Third-party identities expand the compliance boundary because the organisation still owns the risk even when access is granted to vendors or connected services. If those accounts are not inventoried, scoped, and offboarded with the same discipline as internal identities, cardholder-data exposure and audit failure become much more likely.
Why Third-Party Identities Expand PCI Scope
Third-party identities are risky because they stretch PCI DSS v4.0 beyond the accounts an organisation directly controls. Vendors, integrators, managed service providers, and connected services often need access to cardholder-data environments, but that access is still part of the organisation’s control surface under PCI DSS v4.0. The problem is not vendor status itself. It is the combination of weak inventory, unclear ownership, and accounts that linger after a contract ends.
NHIMG research shows why this becomes a governance issue, not just an access issue. In the Ultimate Guide to NHIs, 92% of organisations expose NHIs to third parties, which means external access is already a mainstream supply chain concern. When those identities are not mapped to a business purpose, PCI teams lose the ability to prove least privilege, review necessity, and revoke access cleanly. In practice, many security teams encounter third-party identity exposure only after a vendor account is still active long after the work has ended.
That is where audit evidence starts to fail. PCI assessors expect proof that access is authorised, justified, and monitored, but unmanaged third-party identities often live outside normal joiner-mover-leaver workflows and outside PAM review cycles.
How to Control Vendor Access Without Losing Oversight
Good PCI practice starts with inventory, then moves to containment. Every third-party identity should be tied to a named supplier, a documented purpose, a defined system boundary, and an expiration date. If the account is used by an automation or service integration, treat it as a workload identity, not a person account, and require the same level of ownership and traceability. For baseline context, the Ultimate Guide to NHIs and the Top 10 NHI Issues both stress that visibility and offboarding are where most programs break down.

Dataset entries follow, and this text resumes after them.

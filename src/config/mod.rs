//! Environment-driven runtime configuration.
//!
//! The API key is read once from the process environment when a
//! [`TernConfig`] is constructed and held for agent builds. It is never
//! logged and never appears in `Debug` output or error strings.

use std::collections::HashMap;
use std::fmt;
use std::sync::{Arc, RwLock};

/// Layered configuration for Tern.
///
/// Resolution order for API keys: explicit `set_api_key` > environment.
#[derive(Clone, Default)]
pub struct TernConfig {
    api_keys: Arc<RwLock<HashMap<String, String>>>,
    base_urls: Arc<RwLock<HashMap<String, String>>>,
}

impl fmt::Debug for TernConfig {
    fn fmt(&self, f: &mut fmt::Formatter<'_>) -> fmt::Result {
        let keys: Vec<String> = self
            .api_keys
            .read()
            .map(|m| m.keys().cloned().collect())
            .unwrap_or_default();
        f.debug_struct("TernConfig")
            .field("api_keys", &format_args!("<redacted: {}>", keys.join(", ")))
            .field("base_urls", &self.base_urls)
            .finish()
    }
}

impl TernConfig {
    /// Create an empty config.
    pub fn new() -> Self {
        Self::default()
    }

    /// Load from environment variables (`TERN_API_KEY`, `OPENAI_API_KEY`).
    pub fn from_env() -> Self {
        let _ = dotenvy::dotenv(); // load .env if present, ignore error
        let config = Self::new();

        for env_var in ["TERN_API_KEY", "OPENAI_API_KEY"] {
            if let Ok(key) = std::env::var(env_var) {
                config.set_api_key("openai", key);
                break;
            }
        }

        if let Ok(url) = std::env::var("TERN_BASE_URL") {
            config.set_base_url("openai", url);
        }

        config
    }

    pub fn set_api_key(&self, provider: &str, key: String) {
        self.api_keys
            .write()
            .unwrap()
            .insert(provider.to_string(), key);
    }

    pub fn get_api_key(&self, provider: &str) -> Option<String> {
        self.api_keys.read().ok()?.get(provider).cloned()
    }

    pub fn set_base_url(&self, provider: &str, url: String) {
        self.base_urls
            .write()
            .unwrap()
            .insert(provider.to_string(), url);
    }

    pub fn get_base_url(&self, provider: &str) -> Option<String> {
        self.base_urls.read().unwrap().get(provider).cloned()
    }

    /// Check if a provider has credentials configured.
    pub fn has_credentials(&self, provider: &str) -> bool {
        self.get_api_key(provider).is_some()
    }
}
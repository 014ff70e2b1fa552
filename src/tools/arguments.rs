//! Typed access to tool call arguments.

use crate::error::TernError;

/// Wrapper around tool call arguments providing typed extraction.
#[derive(Debug, Clone)]
pub struct ToolArguments {
    value: serde_json::Value,
}

impl ToolArguments {
    pub fn new(value: serde_json::Value) -> Self {
        Self { value }
    }

    /// Get the raw JSON value.
    pub fn raw(&self) -> &serde_json::Value {
        &self.value
    }

    /// Get a string argument by key.
    pub fn get_str(&self, key: &str) -> Result<&str, TernError> {
        self.value
            .get(key)
            .and_then(|v| v.as_str())
            .ok_or_else(|| TernError::InvalidArgument(format!("Missing string argument: {key}")))
    }

    /// Get an optional string argument.
    pub fn get_str_opt(&self, key: &str) -> Option<&str> {
        self.value.get(key).and_then(|v| v.as_str())
    }

    /// Get an integer argument.
    pub fn get_u64(&self, key: &str) -> Result<u64, TernError> {
        self.value
            .get(key)
            .and_then(|v| v.as_u64())
            .ok_or_else(|| TernError::InvalidArgument(format!("Missing integer argument: {key}")))
    }

    /// Get an optional integer argument.
    pub fn get_u64_opt(&self, key: &str) -> Option<u64> {
        self.value.get(key).and_then(|v| v.as_u64())
    }
}
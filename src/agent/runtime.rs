//! Turn execution: blocking runs and cancellable streaming runs.
//!
//! A turn is one caller-initiated execution of the agent against one user
//! message. The streaming path is a cooperative state machine,
//! `Idle → Streaming → {Completed | Cancelled | Failed}`, whose only
//! suspension point is the await on the next fragment. The cancellation
//! token is checked before each fragment is consumed; a fragment arriving
//! after cancellation is neither forwarded nor counted.

use std::sync::Arc;
use std::time::Instant;

use futures::stream::BoxStream;
use futures::StreamExt;
use tokio_util::sync::CancellationToken;
use tracing::debug;
use uuid::Uuid;

use crate::config::TernConfig;
use crate::error::TernError;
use crate::provider::{create_provider, ModelProvider, ProviderRequest, ToolDefinition};
use crate::tools::tool::{Tool, ToolExecutionContext};
use crate::tools::web::{web_fetch_tool, FetchPolicy};
use crate::tools::ToolArguments;
use crate::types::{
    normalize, AgentToolCall, AgentToolResult, ContentPart, GenerationSettings, ModelMessage, Role,
    StreamEventType, StreamResult, Usage, UsagePayload,
};

use super::AgentConfig;

/// Guard against runaway tool loops within a single turn.
const MAX_TOOL_ITERATIONS: usize = 8;

/// Result of a blocking (non-streaming) turn.
#[derive(Debug, Clone)]
pub struct RunOutcome {
    /// Final response text.
    pub text: String,
    /// Normalized usage mapping, aggregated across tool-loop steps.
    pub usage: Option<serde_json::Map<String, serde_json::Value>>,
    /// Wall-clock latency of the turn.
    pub latency_ms: u64,
}

/// An agent bound to a model, system prompt, decoding parameters, and tools.
///
/// Built once from an [`AgentConfig`]; the configuration is immutable for
/// the agent's lifetime. Turns are independent: each owns its accumulator
/// and shares nothing mutable with concurrent turns.
pub struct Agent {
    name: String,
    model_id: String,
    system_prompt: String,
    settings: GenerationSettings,
    provider: Box<dyn ModelProvider>,
    tools: Vec<Arc<dyn Tool>>,
    tool_filter: Vec<String>,
}

impl Agent {
    /// Build an agent with the default fetch policy.
    ///
    /// # Errors
    ///
    /// Returns [`TernError::Configuration`] when the config fails validation
    /// or no API key is available. Build failures always surface; they are
    /// never degraded into a runtime condition.
    pub fn build(
        config: AgentConfig,
        include_web: bool,
        runtime_config: &TernConfig,
    ) -> Result<Self, TernError> {
        Self::build_with_policy(config, include_web, runtime_config, FetchPolicy::default())
    }

    /// Build an agent with an injected fetch policy.
    pub fn build_with_policy(
        config: AgentConfig,
        include_web: bool,
        runtime_config: &TernConfig,
        policy: FetchPolicy,
    ) -> Result<Self, TernError> {
        config.validate()?;
        let provider = create_provider(&config.model, runtime_config)?;

        let mut tools: Vec<Arc<dyn Tool>> = Vec::new();
        if include_web {
            tools.push(web_fetch_tool(Arc::new(policy)));
        }

        Ok(Self {
            name: config.name,
            model_id: config.model,
            system_prompt: config.system_prompt,
            settings: GenerationSettings {
                temperature: Some(config.temperature),
                top_p: Some(config.top_p),
                ..Default::default()
            },
            provider,
            tools,
            tool_filter: config.tools,
        })
    }

    /// Build an agent around an existing provider (used by tests and callers
    /// that manage their own client).
    pub fn with_provider(
        config: AgentConfig,
        provider: Box<dyn ModelProvider>,
    ) -> Result<Self, TernError> {
        config.validate()?;
        Ok(Self {
            name: config.name,
            model_id: config.model,
            system_prompt: config.system_prompt,
            settings: GenerationSettings {
                temperature: Some(config.temperature),
                top_p: Some(config.top_p),
                ..Default::default()
            },
            provider,
            tools: Vec::new(),
            tool_filter: config.tools,
        })
    }

    /// Register an additional tool.
    pub fn add_tool(&mut self, tool: Arc<dyn Tool>) {
        self.tools.push(tool);
    }

    /// Agent display name.
    pub fn name(&self) -> &str {
        &self.name
    }

    /// Bound model identifier.
    pub fn model_id(&self) -> &str {
        &self.model_id
    }

    /// Execute a turn to completion, including the bounded tool loop.
    ///
    /// Underlying client failures are wrapped as [`TernError::Execution`]
    /// with the cause preserved and are never retried here.
    pub async fn run(&self, message: impl Into<String>) -> Result<RunOutcome, TernError> {
        let started = Instant::now();
        let mut messages = self.base_messages(message.into());
        let mut total_usage: Option<Usage> = None;

        for _ in 0..MAX_TOOL_ITERATIONS {
            let request = self.provider_request(&messages);
            let response = self
                .provider
                .generate_text(&request)
                .await
                .map_err(into_execution)?;

            if let Some(usage) = response.usage {
                merge_usage(&mut total_usage, usage);
            }

            if response.tool_calls.is_empty() {
                return Ok(RunOutcome {
                    text: response.text,
                    usage: normalize(total_usage.map(UsagePayload::Typed)),
                    latency_ms: started.elapsed().as_millis() as u64,
                });
            }

            messages.push(assistant_step(&response.text, &response.tool_calls));
            for call in &response.tool_calls {
                let result = self.execute_tool(call).await;
                messages.push(ModelMessage::tool_result(
                    result.tool_call_id,
                    result.result,
                    result.is_error,
                ));
            }
        }

        Err(TernError::execution("tool loop exceeded maximum iterations"))
    }

    /// Execute a turn as a cancellable stream, forwarding each delta to
    /// `on_delta` in strict arrival order.
    ///
    /// The returned [`StreamResult::text`] is exactly the concatenation of
    /// every delta delivered to `on_delta` this turn. Cancellation is not an
    /// error: the result carries `aborted = true` with whatever text was
    /// already delivered.
    pub async fn run_stream<F>(
        &self,
        message: impl Into<String>,
        on_delta: F,
        cancel: &CancellationToken,
    ) -> Result<StreamResult, TernError>
    where
        F: FnMut(&str),
    {
        self.run_stream_with_id(message, on_delta, cancel, Uuid::new_v4())
            .await
    }

    /// [`run_stream`](Self::run_stream) with a caller-supplied correlation id.
    pub async fn run_stream_with_id<F>(
        &self,
        message: impl Into<String>,
        mut on_delta: F,
        cancel: &CancellationToken,
        correlation_id: Uuid,
    ) -> Result<StreamResult, TernError>
    where
        F: FnMut(&str),
    {
        let started = Instant::now();
        debug!(%correlation_id, agent = %self.name, model = %self.model_id, "turn start");

        let mut messages = self.base_messages(message.into());
        let mut text = String::new();
        let mut total_usage: Option<Usage> = None;
        let mut aborted = false;
        let mut steps = 0usize;

        'steps: loop {
            if cancel.is_cancelled() {
                aborted = true;
                break;
            }
            steps += 1;
            if steps > MAX_TOOL_ITERATIONS {
                return Err(TernError::execution("tool loop exceeded maximum iterations"));
            }

            let request = self.provider_request(&messages);
            let mut stream = self.open_delta_source(&request).await.map_err(into_execution)?;
            let mut step_text = String::new();
            let mut step_usage: Option<Usage> = None;
            let mut tool_calls: Vec<AgentToolCall> = Vec::new();

            loop {
                // Check-before-consume: once the token is observed set, no
                // further fragment is consumed, forwarded, or counted.
                if cancel.is_cancelled() {
                    aborted = true;
                    break 'steps;
                }
                let next = tokio::select! {
                    biased;
                    _ = cancel.cancelled() => {
                        aborted = true;
                        break 'steps;
                    }
                    next = stream.next() => next,
                };
                let Some(delta) = next else { break };
                let delta = delta.map_err(into_execution)?;

                match delta.event_type {
                    StreamEventType::TextDelta => {
                        if !delta.text.is_empty() {
                            // Deliver first, then accumulate the same fragment.
                            on_delta(&delta.text);
                            text.push_str(&delta.text);
                            step_text.push_str(&delta.text);
                        }
                    }
                    StreamEventType::ToolCallDelta => {
                        if let Some(call) = delta.tool_call {
                            upsert_tool_call(&mut tool_calls, call);
                        }
                    }
                    StreamEventType::Error => {
                        let message = if delta.text.is_empty() {
                            "stream error".to_string()
                        } else {
                            delta.text
                        };
                        return Err(TernError::execution(message));
                    }
                    StreamEventType::Done => {}
                }

                // Usage is taken once per delta source, from the first
                // fragment carrying it.
                if step_usage.is_none() {
                    step_usage = delta.usage;
                }
            }

            if let Some(usage) = step_usage {
                merge_usage(&mut total_usage, usage);
            }

            if tool_calls.is_empty() {
                break; // Completed
            }

            messages.push(assistant_step(&step_text, &tool_calls));
            for call in &tool_calls {
                // A cancellation observed between tool steps skips the
                // remaining fetches; one already in flight runs to its own
                // timeout.
                if cancel.is_cancelled() {
                    aborted = true;
                    break 'steps;
                }
                let result = self.execute_tool(call).await;
                messages.push(ModelMessage::tool_result(
                    result.tool_call_id,
                    result.result,
                    result.is_error,
                ));
            }
        }

        let latency_ms = started.elapsed().as_millis() as u64;
        debug!(%correlation_id, latency_ms, aborted, "turn end");

        Ok(StreamResult {
            text,
            usage: normalize(total_usage.map(UsagePayload::Typed)),
            latency_ms,
            aborted,
        })
    }

    /// Unify both provider protocols behind one fragment-pull interface.
    ///
    /// Non-streaming providers are wrapped as a single-fragment source, so
    /// the check-before-consume rule above applies identically to both.
    async fn open_delta_source(
        &self,
        request: &ProviderRequest,
    ) -> Result<BoxStream<'static, Result<crate::types::TextStreamDelta, TernError>>, TernError>
    {
        use crate::types::TextStreamDelta;

        if self.provider.supports_streaming() {
            return self.provider.stream_text(request).await;
        }

        let response = self.provider.generate_text(request).await?;
        let (resp_text, tool_calls, finish_reason, usage) = (
            response.text,
            response.tool_calls,
            response.finish_reason,
            response.usage,
        );
        let stream = async_stream::stream! {
            if !resp_text.is_empty() {
                yield Ok(TextStreamDelta::text(resp_text));
            }
            for call in tool_calls {
                yield Ok(TextStreamDelta {
                    text: String::new(),
                    event_type: StreamEventType::ToolCallDelta,
                    tool_call: Some(call),
                    finish_reason: None,
                    usage: None,
                });
            }
            yield Ok(TextStreamDelta::done(finish_reason, usage));
        };
        Ok(Box::pin(stream))
    }

    /// Tools advertised to the provider, honoring the configured name order.
    fn enabled_tools(&self) -> Vec<Arc<dyn Tool>> {
        if self.tool_filter.is_empty() {
            return self.tools.clone();
        }
        self.tool_filter
            .iter()
            .filter_map(|name| self.tools.iter().find(|t| t.name() == name).cloned())
            .collect()
    }

    fn base_messages(&self, message: String) -> Vec<ModelMessage> {
        let mut messages = Vec::new();
        if !self.system_prompt.is_empty() {
            messages.push(ModelMessage::system(self.system_prompt.clone()));
        }
        messages.push(ModelMessage::user(message));
        messages
    }

    fn provider_request(&self, messages: &[ModelMessage]) -> ProviderRequest {
        let tools = self.enabled_tools();
        let tool_defs = if tools.is_empty() {
            None
        } else {
            Some(
                tools
                    .iter()
                    .map(|t| ToolDefinition {
                        name: t.name().to_string(),
                        description: t.description().to_string(),
                        parameters: t.parameters().schema.clone(),
                    })
                    .collect(),
            )
        };
        ProviderRequest {
            messages: messages.to_vec(),
            settings: self.settings.clone(),
            tools: tool_defs,
        }
    }

    /// Execute one tool call. Tool failures become error-flagged results the
    /// model can read; they never abort the turn.
    async fn execute_tool(&self, call: &AgentToolCall) -> AgentToolResult {
        let Some(tool) = self
            .enabled_tools()
            .into_iter()
            .find(|t| t.name() == call.name)
        else {
            return AgentToolResult {
                tool_call_id: call.id.clone(),
                result: serde_json::json!({ "error": format!("Tool '{}' not found", call.name) }),
                is_error: true,
            };
        };

        let args = ToolArguments::new(call.arguments.clone());
        let ctx = ToolExecutionContext {
            tool_call_id: Some(call.id.clone()),
            tool_name: Some(call.name.clone()),
        };
        match tool.execute(&args, &ctx).await {
            Ok(value) => AgentToolResult {
                tool_call_id: call.id.clone(),
                result: value,
                is_error: false,
            },
            Err(e) => {
                let err = TernError::ToolExecution {
                    tool_name: call.name.clone(),
                    message: e.to_string(),
                };
                AgentToolResult {
                    tool_call_id: call.id.clone(),
                    result: serde_json::json!({ "error": err.to_string() }),
                    is_error: true,
                }
            }
        }
    }
}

Operationally, PCI teams should require:
- Named ownership for every third-party account and secret
- Time-bound access with periodic re-approval
- Separate credentials for each vendor and each environment
- Strong authentication and logging on all external sessions
- Immediate offboarding when contracts, tasks, or support windows end
Use the OWASP Non-Human Identity Top 10 to frame common failure modes such as secret leakage, over-privilege, and untracked lifecycle events. Pair that with NIST Cybersecurity Framework 2.0 to anchor governance, monitoring, and recovery expectations. These controls tend to break down in heavily outsourced environments where vendors provision sub-vendors, shared admin accounts, or long-lived API keys without a clear revocation path.
Where PCI Risk Spikes in Real-World Vendor Models
Tighter third-party control often increases operational overhead, requiring organisations to balance auditability against vendor speed and support friction. That tradeoff is real, especially when a supplier insists on shared credentials, emergency access, or broad privileges to meet service-level commitments. Current guidance suggests that convenience should never override traceability, but there is no universal standard for every vendor model yet.
The highest-risk cases are usually not the obvious ones. They include background integrations that touch payment-adjacent systems, dormant support accounts, shared credentials across multiple technicians, and vendors that retain access to test or staging environments that later connect to production data paths. The 52 NHI Breaches Analysis and the Shai Hulud npm malware campaign show how quickly exposed secrets and third-party tooling can turn into broader compromise. For PCI programs, the lesson is straightforward: if a vendor identity can reach cardholder-data-related systems, its lifecycle must be shorter, more visible, and more tightly reviewed than an internal user account. The model breaks down fastest when third parties can self-provision access or when offboarding depends on manual email coordination.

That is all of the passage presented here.